Vote centers to debut in the fall

Sebastian County voters may cast ballots at any polling site

NWA Democrat-Gazette File Photo/BEN GOFF
A line of voters snakes around the block.
NWA Democrat-Gazette File Photo/BEN GOFF A line of voters snakes around the block.

FORT SMITH — Voters in Sebastian County will be able to cast ballots at any polling place in the county beginning with the Sept. 19 school election after the Quorum Court approved the establishment of vote centers.

Sebastian County Election Commissioner Lee Webb told Quorum Court members Tuesday night that passage of the ordinance establishing the vote center system was the culmination of two years of work.

Webb said the ordinance will be sent to the Arkansas secretary of state’s office as an application for the change. He said the application process was a formality.

“The Sebastian County Clerk has certified to the Quorum Court and the Secretary of State that the county has a secure electronic connection sufficient to prevent an elector from voting more than once and to prevent unauthorized access to a computerized registration book maintained by the county clerk,” a portion of the ordinance reads.

Vote centers communicate with one another to notify them that a voter has arrived at a specific site to cast a ballot and prevents a voter from voting at another site, the commissioners wrote in a letter to the Quorum Court.

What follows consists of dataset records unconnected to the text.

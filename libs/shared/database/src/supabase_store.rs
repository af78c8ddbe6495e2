// libs/shared/database/src/supabase_store.rs
//
// PostgREST-backed `ClinicStore`. Uniqueness is enforced by the database:
//
//   create unique index appointments_active_slot
//       on appointments (doctor_id, date, time_slot) where status <> 'Cancelled';
//   create unique index ratings_appointment on ratings (appointment_id);
//   create unique index patients_email on patients (lower(email));
//   create unique index doctor_unavailability_day on doctor_unavailability (doctor_id, date);

use async_trait::async_trait;
use chrono::{NaiveDate, Utc};
use reqwest::Method;
use serde::{de::DeserializeOwned, Serialize};
use serde_json::{json, Value};
use tracing::{debug, warn};
use uuid::Uuid;

use shared_config::AppConfig;
use shared_models::clinic::{
    Appointment, AppointmentChanges, AppointmentFilter, AppointmentStatus, Doctor, Notification,
    Patient, Rating, UnavailabilityEntry,
};

use crate::store::{ClinicStore, StoreError, StoreResult};
use crate::supabase::{
    ilike_literal, merge_duplicates, return_representation, SupabaseApiError, SupabaseClient,
};

const DOCTORS: &str = "doctors";
const PATIENTS: &str = "patients";
const APPOINTMENTS: &str = "appointments";
const UNAVAILABILITY: &str = "doctor_unavailability";
const RATINGS: &str = "ratings";
const NOTIFICATIONS: &str = "notifications";

fn classify(error: anyhow::Error) -> StoreError {
    match error.downcast_ref::<SupabaseApiError>() {
        Some(api) if api.is_unique_violation() => {
            warn!("Store rejected write with unique violation: {}", api.body);
            StoreError::UniqueViolation(api.body.clone())
        }
        _ => StoreError::Backend(error.to_string()),
    }
}

pub struct SupabaseStore {
    supabase: SupabaseClient,
}

impl SupabaseStore {
    pub fn new(config: &AppConfig) -> Self {
        Self {
            supabase: SupabaseClient::new(config),
        }
    }

    async fn select<T: DeserializeOwned>(&self, path: &str) -> StoreResult<Vec<T>> {
        self.select_where(path, &[]).await
    }

    async fn select_where<T: DeserializeOwned>(
        &self,
        path: &str,
        query: &[(&str, String)],
    ) -> StoreResult<Vec<T>> {
        let rows: Vec<Value> = self
            .supabase
            .request_with_query(Method::GET, path, query, None, None, None)
            .await
            .map_err(classify)?;

        rows.into_iter()
            .map(|row| serde_json::from_value(row).map_err(StoreError::from))
            .collect()
    }

    async fn select_by_id<T: DeserializeOwned>(
        &self,
        table: &str,
        entity: &'static str,
        id: Uuid,
    ) -> StoreResult<T> {
        let path = format!("/rest/v1/{}?id=eq.{}", table, id);
        self.select::<T>(&path)
            .await?
            .into_iter()
            .next()
            .ok_or_else(|| StoreError::not_found(entity, id))
    }

    /// Sends `body` and returns the first row PostgREST echoes back; no row
    /// means the filter in `path` matched nothing.
    async fn write<B: Serialize + ?Sized, T: DeserializeOwned>(
        &self,
        method: Method,
        path: &str,
        body: &B,
        headers: reqwest::header::HeaderMap,
        entity: &'static str,
        id: Uuid,
    ) -> StoreResult<T> {
        let body = serde_json::to_value(body)?;
        let rows: Vec<Value> = self
            .supabase
            .request_with_headers(method, path, None, Some(body), Some(headers))
            .await
            .map_err(classify)?;

        let first = rows
            .into_iter()
            .next()
            .ok_or_else(|| StoreError::not_found(entity, id))?;
        Ok(serde_json::from_value(first)?)
    }

    async fn insert<T: Serialize + DeserializeOwned>(
        &self,
        table: &str,
        entity: &'static str,
        id: Uuid,
        row: &T,
    ) -> StoreResult<T> {
        debug!("Inserting {} {}", entity, id);
        let path = format!("/rest/v1/{}", table);
        self.write(Method::POST, &path, row, return_representation(), entity, id).await
    }

    async fn update<T: Serialize + DeserializeOwned>(
        &self,
        table: &str,
        entity: &'static str,
        id: Uuid,
        row: &T,
    ) -> StoreResult<T> {
        debug!("Updating {} {}", entity, id);
        let path = format!("/rest/v1/{}?id=eq.{}", table, id);
        self.write(Method::PATCH, &path, row, return_representation(), entity, id).await
    }
}

fn appointment_query(filter: &AppointmentFilter) -> String {
    let mut params = Vec::new();
    if let Some(doctor_id) = filter.doctor_id {
        params.push(format!("doctor_id=eq.{}", doctor_id));
    }
    if let Some(patient_id) = filter.patient_id {
        params.push(format!("patient_id=eq.{}", patient_id));
    }
    if let Some(date) = filter.date {
        params.push(format!("date=eq.{}", date.format("%Y-%m-%d")));
    }
    if let Some(status) = filter.status {
        params.push(format!("status=eq.{}", status));
    }
    params.push("order=date.asc".to_string());
    format!("/rest/v1/{}?{}", APPOINTMENTS, params.join("&"))
}

#[async_trait]
impl ClinicStore for SupabaseStore {
    async fn get_doctor(&self, id: Uuid) -> StoreResult<Doctor> {
        self.select_by_id(DOCTORS, "Doctor", id).await
    }

    async fn list_doctors(&self) -> StoreResult<Vec<Doctor>> {
        self.select(&format!("/rest/v1/{}?order=name.asc", DOCTORS)).await
    }

    async fn insert_doctor(&self, doctor: Doctor) -> StoreResult<Doctor> {
        self.insert(DOCTORS, "Doctor", doctor.id, &doctor).await
    }

    async fn update_doctor(&self, doctor: Doctor) -> StoreResult<Doctor> {
        self.update(DOCTORS, "Doctor", doctor.id, &doctor).await
    }

    async fn get_patient(&self, id: Uuid) -> StoreResult<Patient> {
        self.select_by_id(PATIENTS, "Patient", id).await
    }

    async fn find_patient_by_email(&self, email: &str) -> StoreResult<Option<Patient>> {
        let path = format!("/rest/v1/{}", PATIENTS);
        let query = [
            ("email", format!("ilike.{}", ilike_literal(email))),
            ("limit", "1".to_string()),
        ];
        Ok(self.select_where::<Patient>(&path, &query).await?.into_iter().next())
    }

    async fn insert_patient(&self, patient: Patient) -> StoreResult<Patient> {
        self.insert(PATIENTS, "Patient", patient.id, &patient).await
    }

    async fn update_patient(&self, patient: Patient) -> StoreResult<Patient> {
        self.update(PATIENTS, "Patient", patient.id, &patient).await
    }

    async fn get_appointment(&self, id: Uuid) -> StoreResult<Appointment> {
        self.select_by_id(APPOINTMENTS, "Appointment", id).await
    }

    async fn list_appointments(&self, filter: &AppointmentFilter) -> StoreResult<Vec<Appointment>> {
        self.select(&appointment_query(filter)).await
    }

    async fn insert_appointment(&self, appointment: Appointment) -> StoreResult<Appointment> {
        self.insert(APPOINTMENTS, "Appointment", appointment.id, &appointment).await
    }

    async fn patch_appointment(&self, id: Uuid, changes: &AppointmentChanges) -> StoreResult<Appointment> {
        debug!("Patching appointment {}", id);
        let path = format!("/rest/v1/{}?id=eq.{}", APPOINTMENTS, id);
        self.write(Method::PATCH, &path, changes, return_representation(), "Appointment", id)
            .await
    }

    async fn link_rating(&self, appointment_id: Uuid, rating_id: Uuid) -> StoreResult<Appointment> {
        debug!("Linking rating {} to appointment {}", rating_id, appointment_id);
        let path = format!(
            "/rest/v1/{}?id=eq.{}&status=eq.{}&rating_id=is.null",
            APPOINTMENTS,
            appointment_id,
            AppointmentStatus::Completed
        );
        let body = json!({ "rating_id": rating_id, "updated_at": Utc::now() });
        self.write(Method::PATCH, &path, &body, return_representation(), "Appointment", appointment_id)
            .await
            .map_err(|error| match error {
                StoreError::NotFound { .. } => StoreError::PreconditionFailed(format!(
                    "appointment {} is no longer completed and unrated",
                    appointment_id
                )),
                other => other,
            })
    }

    async fn get_unavailability(
        &self,
        doctor_id: Uuid,
        date: NaiveDate,
    ) -> StoreResult<Option<UnavailabilityEntry>> {
        let path = format!(
            "/rest/v1/{}?doctor_id=eq.{}&date=eq.{}",
            UNAVAILABILITY,
            doctor_id,
            date.format("%Y-%m-%d")
        );
        Ok(self.select::<UnavailabilityEntry>(&path).await?.into_iter().next())
    }

    async fn list_unavailability(&self, doctor_id: Uuid) -> StoreResult<Vec<UnavailabilityEntry>> {
        let path = format!(
            "/rest/v1/{}?doctor_id=eq.{}&order=date.asc",
            UNAVAILABILITY, doctor_id
        );
        self.select(&path).await
    }

    async fn upsert_unavailability(&self, entry: UnavailabilityEntry) -> StoreResult<UnavailabilityEntry> {
        debug!("Upserting unavailability for doctor {} on {}", entry.doctor_id, entry.date);
        // The existing row keeps its id; only the time set is merged in.
        let path = format!("/rest/v1/{}?on_conflict=doctor_id,date&columns=doctor_id,date,times", UNAVAILABILITY);
        self.write(Method::POST, &path, &entry, merge_duplicates(), "Unavailability", entry.id)
            .await
    }

    async fn insert_rating(&self, rating: Rating) -> StoreResult<Rating> {
        self.insert(RATINGS, "Rating", rating.id, &rating).await
    }

    async fn list_ratings_for_doctor(&self, doctor_id: Uuid) -> StoreResult<Vec<Rating>> {
        let path = format!("/rest/v1/{}?doctor_id=eq.{}&order=created_at.desc", RATINGS, doctor_id);
        self.select(&path).await
    }

    async fn find_rating_for_appointment(&self, appointment_id: Uuid) -> StoreResult<Option<Rating>> {
        let path = format!("/rest/v1/{}?appointment_id=eq.{}", RATINGS, appointment_id);
        Ok(self.select::<Rating>(&path).await?.into_iter().next())
    }

    async fn delete_rating(&self, id: Uuid) -> StoreResult<()> {
        debug!("Deleting rating {}", id);
        let path = format!("/rest/v1/{}?id=eq.{}", RATINGS, id);
        let rows: Vec<Value> = self
            .supabase
            .request_with_headers(Method::DELETE, &path, None, None, Some(return_representation()))
            .await
            .map_err(classify)?;
        if rows.is_empty() {
            return Err(StoreError::not_found("Rating", id));
        }
        Ok(())
    }

    async fn get_notification(&self, id: Uuid) -> StoreResult<Notification> {
        self.select_by_id(NOTIFICATIONS, "Notification", id).await
    }

    async fn insert_notification(&self, notification: Notification) -> StoreResult<Notification> {
        self.insert(NOTIFICATIONS, "Notification", notification.id, &notification).await
    }

    async fn list_notifications(&self, user_id: Uuid) -> StoreResult<Vec<Notification>> {
        let path = format!(
            "/rest/v1/{}?user_id=eq.{}&order=created_at.desc",
            NOTIFICATIONS, user_id
        );
        self.select(&path).await
    }

    async fn update_notification(&self, notification: Notification) -> StoreResult<Notification> {
        self.update(NOTIFICATIONS, "Notification", notification.id, &notification).await
    }
}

The difference between vote centers and regular voting places is that a registered voter can vote at any vote center in the county. Electronic poll books hold identities of all voters and have all the different ballots they must vote on.

In regular voting places, a person is assigned to a particular polling place and can only cast a ballot there.

Sebastian County will have 37 vote centers, 21 in Fort Smith and 16 in the rest of the county, according to a plan drawn up by the election commission.

Sebastian County was a part of a pilot program through which the secretary of state’s office provided grants toward the purchase, with the county matching funds, of new electronic voting equipment.

The county purchased 104 electronic poll books, two to four of which will be used at each vote center.

The difference between vote centers and regular voting places is that a registered voter can vote at any vote center in the county. Electronic poll books hold identities of all voters and have all the different ballots they must vote on.

The county also has 250 Express Vote touchscreen ballot markers that voters will use. The county will put at least two and up to 25 in each vote center.

“Every Express Vote touchscreen used has the capacity to hold every ballot style,” the commission’s plan said. “Sebastian County has held off-site early voting since 2015, which requires all touchscreens used to have the capacity to hold multiple ballot styles.”

The votes will be tabulated on one of 54 DS200 vote tabulators. Each location will use a Wi-Fi hotspot provided by the election commission, the plan said.

Sebastian County will join 10 other counties in the state that have gone to vote centers. The others include Benton, Boone, Clark, Columbia, Faulkner, Garland, Miller, Montgomery, Saline and Washington.

Voters in Washington County have been using vote centers since 2015, election commission coordinator Jennifer Price said last spring. She said voters seemed to like them, they have been convenient for voters, and led to financial savings with fewer poll workers needed.